◆ **Records for this task**:
○ ○ ○

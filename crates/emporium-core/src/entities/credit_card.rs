//! Credit card entity.

use serde::{Deserialize, Serialize};

/// Payment card owned 1:1 by a customer, keyed by the owning customer's id.
#[derive(Debug, Clone, PartialEq, Eq, Serialize, Deserialize)]
pub struct CreditCard {
    /// Name embossed on the card.
    pub holder_name: String,
    /// Card number (never exposed via API).
    #[serde(skip_serializing)]
    pub card_number: String,
    /// Expiration in `MM/YYYY` form.
    pub exp_date: String,
    /// Card security code (never exposed via API).
    #[serde(skip_serializing)]
    pub security_code: String,
}

impl CreditCard {
    /// Creates a new credit card.
    #[must_use]
    pub fn new(
        holder_name: String,
        card_number: String,
        exp_date: String,
        security_code: String,
    ) -> Self {
        Self {
            holder_name,
            card_number,
            exp_date,
            security_code,
        }
    }

    /// Returns the card number with all but the last four digits masked.
    #[must_use]
    pub fn masked_number(&self) -> String {
        let digits = self.card_number.len();
        if digits <= 4 {
            return self.card_number.clone();
        }
        format!("{}{}", "*".repeat(digits - 4), &self.card_number[digits - 4..])
    }
}
//! Unified error type for the Emporium data access layer.

use thiserror::Error;

/// Unified error type for all Emporium crates.
#[derive(Error, Debug)]
pub enum EmporiumError {
    /// Resource not found
    #[error("Resource not found: {resource_type} with id {id}")]
    NotFound {
        resource_type: &'static str,
        id: String,
    },

    /// Validation error
    #[error("Validation error: {0}")]
    Validation(String),

    /// Conflict error (e.g., duplicate entry)
    #[error("Conflict: {0}")]
    Conflict(String),

    /// Database error
    #[error("Database error: {0}")]
    Database(String),

    /// Configuration error
    #[error("Configuration error: {0}")]
    Configuration(String),

    /// Internal error
    #[error("Internal error: {0}")]
    Internal(String),

    /// Generic error wrapper
    #[error(transparent)]
    Other(#[from] anyhow::Error),
}

impl EmporiumError {
    /// Returns a machine-readable error code.
    #[must_use]
    pub const fn error_code(&self) -> &'static str {
        match self {
            Self::NotFound { .. } => "NOT_FOUND",
            Self::Validation(_) => "VALIDATION_ERROR",
            Self::Conflict(_) => "CONFLICT",
            Self::Database(_) => "DATABASE_ERROR",
            Self::Configuration(_) => "CONFIGURATION_ERROR",
            Self::Internal(_) | Self::Other(_) => "INTERNAL_ERROR",
        }
    }

    /// Creates a not found error for a resource.
    #[must_use]
    pub fn not_found<T: ToString>(resource_type: &'static str, id: T) -> Self {
        Self::NotFound {
            resource_type,
            id: id.to_string(),
        }
    }

    /// Creates a validation error.
    #[must_use]
    pub fn validation<T: Into<String>>(message: T) -> Self {
        Self::Validation(message.into())
    }

    /// Creates a conflict error.
    #[must_use]
    pub fn conflict<T: Into<String>>(message: T) -> Self {
        Self::Conflict(message.into())
    }

    /// Creates an internal error.
    #[must_use]
    pub fn internal<T: Into<String>>(message: T) -> Self {
        Self::Internal(message.into())
    }

    /// Checks if this error is retriable.
    #[must_use]
    pub const fn is_retriable(&self) -> bool {
        matches!(self, Self::Database(_))
    }
}

#[cfg(feature = "sqlx")]
impl From<sqlx::Error> for EmporiumError {
    fn from(err: sqlx::Error) -> Self {
        match &err {
            sqlx::Error::RowNotFound => Self::NotFound {
                resource_type: "database_row",
                id: "unknown".to_string(),
            },
            sqlx::Error::Database(db_err) => {
                // MySQL duplicate key
                if let Some(code) = db_err.code() {
                    if code == "1062" {
                        return Self::Conflict(db_err.message().to_string());
                    }
                }
                Self::Database(err.to_string())
            }
            _ => Self::Database(err.to_string()),
        }
    }
}
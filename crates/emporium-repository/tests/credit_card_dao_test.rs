//! Integration tests for MySqlCreditCardDao.
//!
//! These tests run against a real MySQL database using testcontainers.
//! Requires Docker to be available on the system.

mod common;

use chrono::NaiveDate;
use common::TestDatabase;
use emporium_core::{CreditCard, Customer, CustomerId, Email, EmporiumError, Gender};
use emporium_repository::{CreditCardDao, CustomerDao, MySqlCreditCardDao, MySqlCustomerDao};

async fn seed_customer(db: &TestDatabase, email: &str) -> CustomerId {
    let dao = MySqlCustomerDao::new(db.pool());
    let customer = dao
        .create(&Customer::new(
            "Test".to_string(),
            "Customer".to_string(),
            Gender::Female,
            NaiveDate::from_ymd_opt(1985, 6, 1).unwrap(),
            Email::new_unchecked(email),
        ))
        .await
        .expect("Failed to seed customer");
    customer.id.unwrap()
}

fn create_test_card() -> CreditCard {
    CreditCard::new(
        "Test Customer".to_string(),
        "4111111111111111".to_string(),
        "04/2030".to_string(),
        "123".to_string(),
    )
}

#[tokio::test]
async fn test_create_and_find_by_customer_id() {
    let db = TestDatabase::new().await;
    let dao = MySqlCreditCardDao::new(db.pool());
    let customer_id = seed_customer(&db, "owner@example.com").await;

    dao.create(&create_test_card(), customer_id)
        .await
        .expect("Failed to create credit card");

    let found = dao
        .find_by_customer_id(customer_id)
        .await
        .expect("Query failed")
        .expect("Credit card not found");

    assert_eq!(found.holder_name, "Test Customer");
    assert_eq!(found.card_number, "4111111111111111");
    assert_eq!(found.exp_date, "04/2030");
    assert_eq!(found.security_code, "123");
}

#[tokio::test]
async fn test_create_second_card_is_conflict() {
    let db = TestDatabase::new().await;
    let dao = MySqlCreditCardDao::new(db.pool());
    let customer_id = seed_customer(&db, "owner@example.com").await;

    dao.create(&create_test_card(), customer_id)
        .await
        .expect("Failed to create credit card");

    let err = dao
        .create(&create_test_card(), customer_id)
        .await
        .unwrap_err();
    assert!(matches!(err, EmporiumError::Conflict(_)));
}

#[tokio::test]
async fn test_find_by_customer_id_not_found() {
    let db = TestDatabase::new().await;
    let dao = MySqlCreditCardDao::new(db.pool());
    let customer_id = seed_customer(&db, "owner@example.com").await;

    let result = dao
        .find_by_customer_id(customer_id)
        .await
        .expect("Query failed");
    assert!(result.is_none());
}

#[tokio::test]
async fn test_delete_by_customer_id() {
    let db = TestDatabase::new().await;
    let dao = MySqlCreditCardDao::new(db.pool());
    let customer_id = seed_customer(&db, "owner@example.com").await;

    dao.create(&create_test_card(), customer_id)
        .await
        .expect("Failed to create credit card");

    assert!(dao
        .delete_by_customer_id(customer_id)
        .await
        .expect("Failed to delete"));
    assert!(dao
        .find_by_customer_id(customer_id)
        .await
        .expect("Query failed")
        .is_none());
    assert!(!dao
        .delete_by_customer_id(customer_id)
        .await
        .expect("Failed to delete"));
}
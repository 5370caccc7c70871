// Copyright (C) 2025 Vince Vasta
// SPDX-License-Identifier: Apache-2.0

//! Showdown Poker hand evaluator.
//!
//! Texas Hold'em hand evaluator that finds the best five cards hand out of a
//! player two hole cards and the five board cards, compares hands with their
//! category tie-break rules, and finds the winners amongst a set of players.
//!
//! To evaluate a hand parse the cards and use [best_five]:
//!
//! ```
//! # use showdown_eval::*;
//! let hole = parse_cards(["8S", "9S"]).unwrap();
//! let board = parse_cards(["10S", "JS", "QS", "2H", "3D"]).unwrap();
//!
//! let hand = best_five(&hole, &board).unwrap();
//! assert_eq!(hand.category(), HandCategory::StraightFlush);
//! assert_eq!(hand.to_string(), "Straight Flush [8S 9S 10S JS QS]");
//! ```
//!
//! and [determine_winners] to find the winners, all players with the best
//! hand are winners:
//!
//! ```
//! # use showdown_eval::*;
//! let board = parse_cards(["5C", "6D", "7H", "8S", "9D"]).unwrap();
//! let players = [
//!     Player::try_new("Alice", &parse_cards(["AC", "AD"]).unwrap()).unwrap(),
//!     Player::try_new("Bob", &parse_cards(["KC", "QD"]).unwrap()).unwrap(),
//! ];
//!
//! let winners = determine_winners(&board, &players).unwrap();
//! assert_eq!(winners.len(), 2);
//! ```
#![warn(clippy::all, rust_2018_idioms, missing_docs)]
mod error;
pub use error::{CardSet, Error, Result};

pub mod eval;
pub use eval::{
    EvaluatedHand, HandCategory, HandStats, best_five, compare, detect_category, evaluate,
    select_best_five,
};

pub mod showdown;
pub use showdown::{Player, Winner, determine_winners};

// Reexport cards types.
pub use showdown_cards::{Card, Deck, InvalidCardToken, Rank, Suit, parse_cards};
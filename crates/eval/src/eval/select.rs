// Copyright (C) 2025 Vince Vasta
// SPDX-License-Identifier: Apache-2.0

//! Best five cards selection.
use showdown_cards::{Card, Rank, Suit};

use super::category::{HandCategory, highest_straight, straight_bits};

/// Selects the five cards that make a `category` hand out of 5 to 7 cards.
///
/// Cards are ordered with the most significant group first followed by the
/// kickers in descending rank order, straights are in ascending order with an
/// ace playing low first in a five high straight.
///
/// Returns `None` if the cards cannot make a `category` hand.
pub fn select_best_five(cards: &[Card], category: HandCategory) -> Option<[Card; 5]> {
    // Highest first, the selection doesn't depend on the input order.
    let mut sorted = cards.to_vec();
    sorted.sort_unstable_by(|a, b| b.cmp(a));

    let five = match category {
        HandCategory::StraightFlush => {
            Suit::suits().find_map(|suit| suited(&sorted, suit).and_then(|c| best_straight(&c)))
        }
        HandCategory::FourOfAKind => groups_and_kickers(&sorted, &[4]),
        HandCategory::FullHouse => groups_and_kickers(&sorted, &[3, 2]),
        HandCategory::Flush => Suit::suits().find_map(|suit| suited(&sorted, suit)),
        HandCategory::Straight => best_straight(&sorted),
        HandCategory::ThreeOfAKind => groups_and_kickers(&sorted, &[3]),
        HandCategory::TwoPair => groups_and_kickers(&sorted, &[2, 2]),
        HandCategory::OnePair => groups_and_kickers(&sorted, &[2]),
        HandCategory::HighCard => groups_and_kickers(&sorted, &[]),
    }?;

    five.into_iter().take(5).collect::<Vec<_>>().try_into().ok()
}

/// The cards of a suit if there are at least five of them.
fn suited(cards: &[Card], suit: Suit) -> Option<Vec<Card>> {
    let suited = cards
        .iter()
        .copied()
        .filter(|c| c.suit() == suit)
        .collect::<Vec<_>>();
    (suited.len() >= 5).then_some(suited)
}

/// The five cards of the highest straight in ascending order.
fn best_straight(cards: &[Card]) -> Option<Vec<Card>> {
    let bits = cards.iter().fold(0, |acc, c| acc | straight_bits(c.rank()));
    let high = highest_straight(bits)?;

    let straight = (high - 4..=high)
        .filter_map(|value| {
            cards
                .iter()
                .copied()
                .find(|c| c.rank().value() == value || (value == 1 && c.rank() == Rank::Ace))
        })
        .collect();

    Some(straight)
}

/// Takes a group of cards of the same rank for each size in `groups`, then
/// fills the hand with the highest cards of the remaining ranks.
///
/// Each group uses the highest rank with enough cards not used by a previous
/// group, so with two three of a kind for a full house the higher rank is the
/// three of a kind and the lower one gives two cards for the pair.
fn groups_and_kickers(cards: &[Card], groups: &[usize]) -> Option<Vec<Card>> {
    let mut five: Vec<Card> = Vec::with_capacity(5);
    let mut used: Vec<Rank> = Vec::with_capacity(groups.len());

    for &size in groups {
        let rank = Rank::ranks().rev().find(|rank| {
            !used.contains(rank) && cards.iter().filter(|c| c.rank() == *rank).count() >= size
        })?;

        used.push(rank);
        five.extend(cards.iter().filter(|c| c.rank() == rank).take(size));
    }

    let missing = 5 - five.len();
    five.extend(
        cards
            .iter()
            .filter(|c| !used.contains(&c.rank()))
            .take(missing),
    );

    Some(five)
}
// Copyright (C) 2025 Vince Vasta
// SPDX-License-Identifier: Apache-2.0
//
// Counts the category of every 7 cards hand.
//
// Run with:
//
// ```bash
// $ cargo r --release --example census
// ...
// Total hands      133784560
//
// High Card:       23294460
// One Pair:        58627800
// Two Pair:        31433400
// Three of a Kind: 6461620
// Straight:        6180020
// Flush:           4047644
// Full House:      3473184
// Four of a Kind:  224848
// Straight Flush:  41584
// ```

use std::time::Instant;

use showdown_eval::{Deck, HandCategory, detect_category};

fn main() {
    let now = Instant::now();
    let mut counts = [0usize; 9];

    Deck::default().for_each(7, |hand| {
        counts[detect_category(hand) as usize] += 1;
    });

    let elapsed = now.elapsed().as_secs_f64();
    let total = counts.iter().sum::<usize>();
    println!("Total hands      {total}");
    println!("Elapsed:         {:.3}s", elapsed);
    println!("Hands/sec:       {:.0}\n", total as f64 / elapsed);

    for category in HandCategory::categories() {
        let label = format!("{category}:");
        println!("{label:<17}{}", counts[category as usize]);
    }
}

○ ○ ○

◆ **What the task requires**: Line count for the string "matches": work it out from the records above and reply with the number alone.

◆ **Answer box**: 2